1963 April 3

“B” Day – Rev. Martin Luther King Launches Birmingham Demonstrations

 

“B Day” (for Birmingham) marked the beginning of massive civil rights demonstrations protesting segregation in Birmingham, Alabama.

The Birmingham campaign was Rev. Martin Luther King’s major project for 1963. King and other leaders of the Southern Christian Leadership Conference (SCLC) began a freedom campaign of nonviolent direct action to demand an end to segregation in Birmingham public facilities and employment discrimination in the city. The Birmingham protests became one of the iconic events of the civil rights movement, marked by the use of police dogs and fire hoses against civil rights demonstrators, on May 3, 1963. Images of the protests sparked national and international protest.

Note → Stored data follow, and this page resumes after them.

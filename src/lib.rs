pub mod board;
pub mod events;
pub mod rule_set;
pub mod sim;

/// State of a single cell: `0` is dead, `1` is alive. No other values exist.
pub type CellState = u8;
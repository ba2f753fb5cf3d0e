use std::fmt;
use std::mem;

use rand::Rng;
use thiserror::Error;

use crate::CellState;
use crate::rule_set::RuleSet;

#[derive(Debug, Error)]
pub enum BoardError {
    /// A side below 3 leaves no interior cell to evaluate.
    #[error("board side must be at least 3, got {0}")]
    SideTooSmall(usize),
}

/// A square, double-buffered grid of cells.
///
/// Cells live in a flat buffer in row-major order, one byte per cell. During a
/// step the current buffer is read, the scratch buffer is written, and the two
/// are swapped once the whole generation is evaluated, so readers only ever
/// observe complete generations.
///
/// The outermost ring is a dead border: it is never seeded, never evaluated,
/// and written dead into every generation.
pub struct Board {
    side: usize,

    /// The generation on display
    cells: Vec<CellState>,

    /// The generation being computed
    scratch: Vec<CellState>,
}

impl Board {
    /// Create an empty board of `side * side` cells.
    pub fn new(side: usize) -> Result<Self, BoardError> {
        if side < 3 {
            return Err(BoardError::SideTooSmall(side));
        }

        Ok(Self {
            side,
            cells: vec![0; side * side],
            scratch: vec![0; side * side],
        })
    }

    /// Side length in cells.
    pub fn side(&self) -> usize {
        self.side
    }

    /// Number of live cells on the board.
    pub fn population(&self) -> usize {
        self.cells.iter().filter(|&&cell| cell == 1).count()
    }

    /// The state of cell `(x, y)`, or `None` off the board.
    pub fn get(&self, x: usize, y: usize) -> Option<CellState> {
        if x < self.side && y < self.side {
            Some(self.cells[self.at(x, y)])
        } else {
            None
        }
    }

    /// Set a single cell.
    pub fn set(&mut self, x: usize, y: usize, alive: bool) {
        assert!(x < self.side, "x is out of bounds");
        assert!(y < self.side, "y is out of bounds");

        let i = self.at(x, y);
        self.cells[i] = alive as CellState;
    }

    /// Coordinates of every live cell, row by row.
    pub fn live_cells(&self) -> impl Iterator<Item = (usize, usize)> + '_ {
        let side = self.side;

        self.cells
            .iter()
            .enumerate()
            .filter(|&(_, &cell)| cell == 1)
            .map(move |(i, _)| (i % side, i / side))
    }

    /// Kill everything, then seed each interior cell alive with probability
    /// `density`. The border ring stays dead.
    pub fn randomize<R: Rng>(&mut self, density: f64, rng: &mut R) {
        self.cells.fill(0);

        for y in 1..self.side - 1 {
            for x in 1..self.side - 1 {
                let i = self.at(x, y);
                self.cells[i] = rng.gen_bool(density) as CellState;
            }
        }
    }

    /// Advance the board one generation under `set`.
    pub fn step(&mut self, set: RuleSet) {
        // the border ring is dead in every generation
        self.scratch.fill(0);

        for y in 1..self.side - 1 {
            for x in 1..self.side - 1 {
                let i = self.at(x, y);
                let alive = self.cells[i] == 1;
                let next = set.next_state(alive, self.live_neighbors(x, y));

                self.scratch[i] = next as CellState;
            }
        }

        mem::swap(&mut self.cells, &mut self.scratch);
    }

    /// Count the live neighbors of an interior cell: the 3x3 window around it,
    /// minus the cell itself.
    fn live_neighbors(&self, x: usize, y: usize) -> u8 {
        debug_assert!(x >= 1 && x < self.side - 1, "x is on the border");
        debug_assert!(y >= 1 && y < self.side - 1, "y is on the border");

        let mut count = 0;

        for ny in y - 1..=y + 1 {
            for nx in x - 1..=x + 1 {
                count += self.cells[self.at(nx, ny)];
            }
        }

        count - self.cells[self.at(x, y)]
    }

    fn at(&self, x: usize, y: usize) -> usize {
        y * self.side + x
    }
}

impl fmt::Display for Board {
    fn fmt(&self, f: &mut fmt::Formatter<'_>) -> fmt::Result {
        for y in 0..self.side {
            if y > 0 {
                f.write_str("\n")?;
            }

            for x in 0..self.side {
                let glyph = if self.cells[self.at(x, y)] == 1 { '#' } else { '.' };
                write!(f, "{glyph}")?;
            }
        }

        Ok(())
    }
}
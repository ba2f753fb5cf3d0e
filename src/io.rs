use sdl2::event::Event as SdlEvent;
use sdl2::keyboard::Keycode;
use sdl2::mouse::MouseButton;

use gridlife::events::AppEvent;
use gridlife::events::Event;
use gridlife::events::RecolorTarget;
use gridlife::events::SimEvent;

/// Converts an SDL event into a gridlife event.
///
/// `-` and `+` change the speed, `p` pauses, a left click recolors the cells,
/// any other click recolors the background, `Escape`/`q` (or closing the
/// window) quits, and `F11` toggles fullscreen.
pub fn convert_event(event: SdlEvent) -> Option<Event> {
    match event {
        SdlEvent::Quit { .. } => Some(Event::App(AppEvent::Exit)),

        SdlEvent::KeyDown {
            keycode: Some(keycode),
            ..
        } => match keycode {
            Keycode::Escape | Keycode::Q => Some(Event::App(AppEvent::Exit)),

            Keycode::P => Some(Event::Sim(SimEvent::TogglePause)),
            Keycode::Minus => Some(Event::Sim(SimEvent::SlowDown)),
            Keycode::Plus => Some(Event::Sim(SimEvent::SpeedUp)),

            Keycode::F11 => Some(Event::App(AppEvent::ToggleFullscreen)),

            _ => None,
        },

        SdlEvent::MouseButtonDown {
            mouse_btn: MouseButton::Left,
            ..
        } => Some(Event::App(AppEvent::Recolor(RecolorTarget::Cells))),

        SdlEvent::MouseButtonDown { .. } => {
            Some(Event::App(AppEvent::Recolor(RecolorTarget::Background)))
        }

        _ => None,
    }
}
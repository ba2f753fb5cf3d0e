/// A user intention, decoded from raw input.
pub enum Event {
    Sim(SimEvent),
    App(AppEvent),
}

/// Events that mutate the simulation parameters.
pub enum SimEvent {
    /// Flip between running and paused.
    TogglePause,

    /// Raise the tick rate by one generation per second.
    SpeedUp,

    /// Lower the tick rate by one generation per second.
    SlowDown,
}

/// Events handled by the application shell.
pub enum AppEvent {
    /// Draw a new random color for `target`.
    Recolor(RecolorTarget),

    /// Switch between windowed mode and desktop fullscreen.
    ToggleFullscreen,

    /// Exit the application.
    Exit,
}

#[derive(Clone, Copy, Debug)]
pub enum RecolorTarget {
    Cells,
    Background,
}
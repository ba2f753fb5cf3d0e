use rand::Rng;
use sdl2::pixels::Color;

pub trait ColorInterpolationExt<T> {
    fn lerp(&self, other: &T, p: f64) -> T;
}

impl ColorInterpolationExt<Color> for Color {
    fn lerp(&self, other: &Color, p: f64) -> Color {
        assert!((0f64..=1f64).contains(&p), "lerp p lives in [0, 1]");

        // interpolate a channel, with `p` weighing `self`
        let f = |a: u8, b: u8| ((a as f64) * p + (b as f64) * (1f64 - p)).round() as u8;

        Color {
            r: f(self.r, other.r),
            g: f(self.g, other.g),
            b: f(self.b, other.b),
            a: f(self.a, other.a),
        }
    }
}

pub trait ColorRandomExt {
    /// A uniformly random color with full alpha.
    fn random_opaque<R: Rng>(rng: &mut R) -> Self;
}

impl ColorRandomExt for Color {
    fn random_opaque<R: Rng>(rng: &mut R) -> Self {
        Color::RGBA(
            rng.gen_range(0..=u8::MAX),
            rng.gen_range(0..=u8::MAX),
            rng.gen_range(0..=u8::MAX),
            u8::MAX,
        )
    }
}

#[cfg(test)]
mod test {
    use rand::SeedableRng;
    use rand::rngs::StdRng;
    use sdl2::pixels::Color;

    use super::ColorInterpolationExt;
    use super::ColorRandomExt;

    #[test]
    fn lerp_endpoints() {
        let black = Color::RGBA(0, 0, 0, 255);
        let white = Color::RGBA(255, 255, 255, 255);

        assert_eq!(white.lerp(&black, 1f64), white);
        assert_eq!(white.lerp(&black, 0f64), black);
    }

    #[test]
    fn random_colors_are_opaque() {
        let mut rng = StdRng::seed_from_u64(3);

        for _ in 0..32 {
            assert_eq!(Color::random_opaque(&mut rng).a, u8::MAX);
        }
    }
}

The demonstrations led directly to President John F. Kennedy’s nationally televised speech, on June 11, 1963, when he called for a federal civil rights bill. The bill eventually became law on July 2, 1964.

Read: Diane McWhorter, Carry Me Home: Birmingham, Alabama, the Climactic Battle of the Civil Rights Revolution (2001)

Read the great new book on Malcolm X and Martin Luther King:  Peniel Joseph, The Sword and the Shield: The Revolutionary Lives of Malcolm X and Martin Luther King (2020)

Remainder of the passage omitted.